Rani, a female Asian elephant at the St. Louis Zoo, unexpectedly died after a dog running loose agitated her herd, zoo officials said.

The 27-year-old mother of three died a week ago.

"We are absolutely devastated. We ask for the community's thoughts and support during this difficult time," said Michael Macek, the zoo's director, in a news release on Tuesday. "Our team of professional animal care experts did everything possible, but we couldn't save Rani."

On the afternoon of Oct.13, a small dog wandered into the zoo and made its way near the elephant habitat, according to the zoo. The elephant care team worked to capture the dog, but its presence caused an elephant that was outside the barn to become agitated.

Rani was indoors eating dinner at the time, and never saw the dog.

But the elephant care members "observed Rani become agitated in reaction to the vocalizations from the herd. They saw Rani circle and vocalize, all within a very brief period, before collapsing."

A necropsy found preexisting changes in the elephant's heart. It was unknown whether the changes were a factor in her death, the zoo news release read, and further testing is being done.

The dog has been handed over to a shelter, according to the zoo. It wasn't immediately clear how the dog got into the zoo.

Rani and her mother Ellie came to the zoo in 2001, upon recommendation by the Association of Zoos & Aquariums Asian Elephant Species Survival Plan, which aims to manage North America's Asian elephant population and maximize their health and genetic diversity, the zoo said.

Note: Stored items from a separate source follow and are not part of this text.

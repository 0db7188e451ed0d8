//! Rebuild on source changes.

use crate::driver::{self, BuildRequest};
use anyhow::Result;
use colored::Colorize;
use notify::{Config, RecommendedWatcher, RecursiveMode, Watcher};
use std::path::{Path, PathBuf};
use std::sync::mpsc::channel;
use std::time::Duration;

pub fn watch(req: &BuildRequest) -> Result<()> {
    let src_root = req
        .src_root
        .clone()
        .or_else(|| req.project_file.parent().map(PathBuf::from))
        .filter(|p| !p.as_os_str().is_empty())
        .unwrap_or_else(|| PathBuf::from("."));
    let out_root = req
        .out_root
        .clone()
        .unwrap_or_else(|| src_root.join("build"));

    println!(
        "{} Watching for changes in {}...",
        "👀".cyan(),
        src_root.display()
    );
    let (tx, rx) = channel();
    let config = Config::default().with_poll_interval(Duration::from_secs(1));
    let mut watcher = RecommendedWatcher::new(tx, config)?;
    watcher.watch(&src_root, RecursiveMode::Recursive)?;

    run_once(req);

    while let Ok(event) = rx.recv() {
        let mut relevant = touches_sources(&event, &out_root);
        // Debounce: drain the burst a save typically produces.
        std::thread::sleep(Duration::from_millis(100));
        while let Ok(event) = rx.try_recv() {
            relevant |= touches_sources(&event, &out_root);
        }
        if relevant {
            println!("{} Change detected. Rebuilding...", "🔄".yellow());
            run_once(req);
        }
    }
    Ok(())
}

/// Our own outputs land under the output root; changes there must not
/// retrigger the build.
fn touches_sources(event: &notify::Result<notify::Event>, out_root: &Path) -> bool {
    match event {
        Ok(event) => event.paths.iter().any(|p| !p.starts_with(out_root)),
        Err(_) => false,
    }
}

fn run_once(req: &BuildRequest) {
    if let Err(e) = driver::build(req) {
        println!("{} {e:#}", "x".red());
    }
}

Ellie, 52, still lives at the zoo, among seven other elephants in a three-generation family.

"Rani was a special member of this elephant family group," said Katie Pilgram-Kloppe, who manages the zoo's River's Edge area where the elephants live. Rani loved playing with her sisters, she added, and was known for making "a unique squeaking noise that her daughter Jade also mimics."

The rest of the herd calmed down quickly and are doing well, the zoo said.

The population of wild Asian elephants is fewer than 50,000, according to the World Wildlife Fund. Habitat loss and poaching are the greatest threats to the endangered species.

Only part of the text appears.